Section 9.2.    Insurance. The Company will, and will cause each of its
Restricted Subsidiaries to, maintain, with financially sound and reputable
insurers, insurance with respect to their respective properties and businesses
against such casualties and contingencies, of such types, on such terms and in
such amounts (including deductibles, co-insurance and self-insurance, if
adequate reserves are maintained with respect thereto) as is customary in the
case of entities of established reputations engaged in the same or a similar
business and similarly situated. Nothing contained in this Section 9.2 shall
prevent the Company or any Restricted Subsidiary from self-insuring against any
such risk so long as (i) any such self-insurance does not exceed prudent levels
for a company the size of the Company and its Restricted Subsidiaries taken as a
whole, and operating in its industry, (ii) at any time an Event of Default
exists, no such self-insurance shall be increased from the self-insurance in
effect immediately prior to the occurrence of such Event of Default including
any increase resulting from lowering coverage limits or increasing deductible
amounts and (iii) the Company, pursuant to a plan maintained in accordance with
GAAP, maintains accounting reserves that are adequate for the type and amount of
self-insurance; provided, however, that the level of self-insurance shall not
exceed an amount which would require such reserves in excess of 5% of
Consolidated Net Worth.
Section 9.3.    Maintenance of Properties. The Company will, and will cause each
of its Restricted Subsidiaries to, maintain and keep, or cause to be maintained
and kept, their respective properties in good repair, working order and
condition (other than ordinary wear and tear), so that the business carried on
in connection therewith may be properly conducted at all times, provided that
this Section 9.3 shall not prevent the Company or any Restricted Subsidiary from
discontinuing the operation and the maintenance of any of its properties if such
discontinuance is desirable in the conduct of its business and the Company has
concluded that such discontinuance would not, individually or in the aggregate,
reasonably be expected to have a Material Adverse Effect.

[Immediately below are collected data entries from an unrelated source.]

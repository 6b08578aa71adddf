//! Embedding provider trait and vector utilities.
//!
//! The engine never computes embeddings itself. Query vectors and
//! on-demand anchor vectors come from an [`Embedder`] supplied by the
//! application; stored vectors come from the backing stores.

use anyhow::Result;
use async_trait::async_trait;

/// Trait for embedding providers.
///
/// Implementations are remote or local services; the engine treats every
/// call as fallible and wraps it in a timeout.
#[async_trait]
pub trait Embedder: Send + Sync {
    /// Returns the model identifier (e.g. `"nomic-embed-text"`).
    fn model_name(&self) -> &str;
    /// Returns the embedding vector dimensionality (e.g. `768`).
    fn dims(&self) -> usize;
    /// Embed a single text.
    async fn embed(&self, text: &str) -> Result<Vec<f32>>;
}

/// Compute cosine similarity between two embedding vectors.
///
/// Returns a value in `[-1.0, 1.0]`:
/// - `1.0` = identical direction
/// - `0.0` = orthogonal (unrelated)
/// - `-1.0` = opposite direction
///
/// Returns `0.0` for empty vectors or vectors of different lengths.
pub fn cosine_similarity(a: &[f32], b: &[f32]) -> f32 {
    if a.len() != b.len() || a.is_empty() {
        return 0.0;
    }

    let mut dot = 0.0f32;
    let mut norm_a = 0.0f32;
    let mut norm_b = 0.0f32;

    for (x, y) in a.iter().zip(b.iter()) {
        dot += x * y;
        norm_a += x * x;
        norm_b += y * y;
    }

    let denom = norm_a.sqrt() * norm_b.sqrt();
    if denom < f32::EPSILON {
        return 0.0;
    }

    dot / denom
}

/// Highest cosine similarity between `target` and any of `others`.
///
/// `None` when `others` is empty.
pub fn max_similarity<'a, I>(target: &[f32], others: I) -> Option<f64>
where
    I: IntoIterator<Item = &'a [f32]>,
{
    others
        .into_iter()
        .map(|o| cosine_similarity(target, o) as f64)
        .fold(None, |best, s| match best {
            Some(b) if b >= s => Some(b),
            _ => Some(s),
        })
}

Section 9.4.    Payment of Taxes. The Company will, and will cause each of its
Restricted Subsidiaries to, file all tax returns required to be filed in any
jurisdiction and to pay and discharge all taxes shown to be due and payable on
such returns and all other taxes, assessments, governmental charges or levies
payable by any of them, to the extent the same have become due and payable and
before they have become delinquent, provided that neither the Company nor any
Restricted Subsidiary need pay any such tax, assessment, charge or levy if
(i) the amount, applicability or validity thereof is contested by the Company or
such Restricted Subsidiary on a timely basis in good faith and in appropriate
proceedings, and the Company or a Restricted Subsidiary has established adequate
reserves therefor in accordance with GAAP on the books of the Company or such
Restricted Subsidiary or (ii) the nonpayment of all such taxes, assessments,
charges and levies would not, individually or in the aggregate, reasonably be
expected to have a Material Adverse Effect.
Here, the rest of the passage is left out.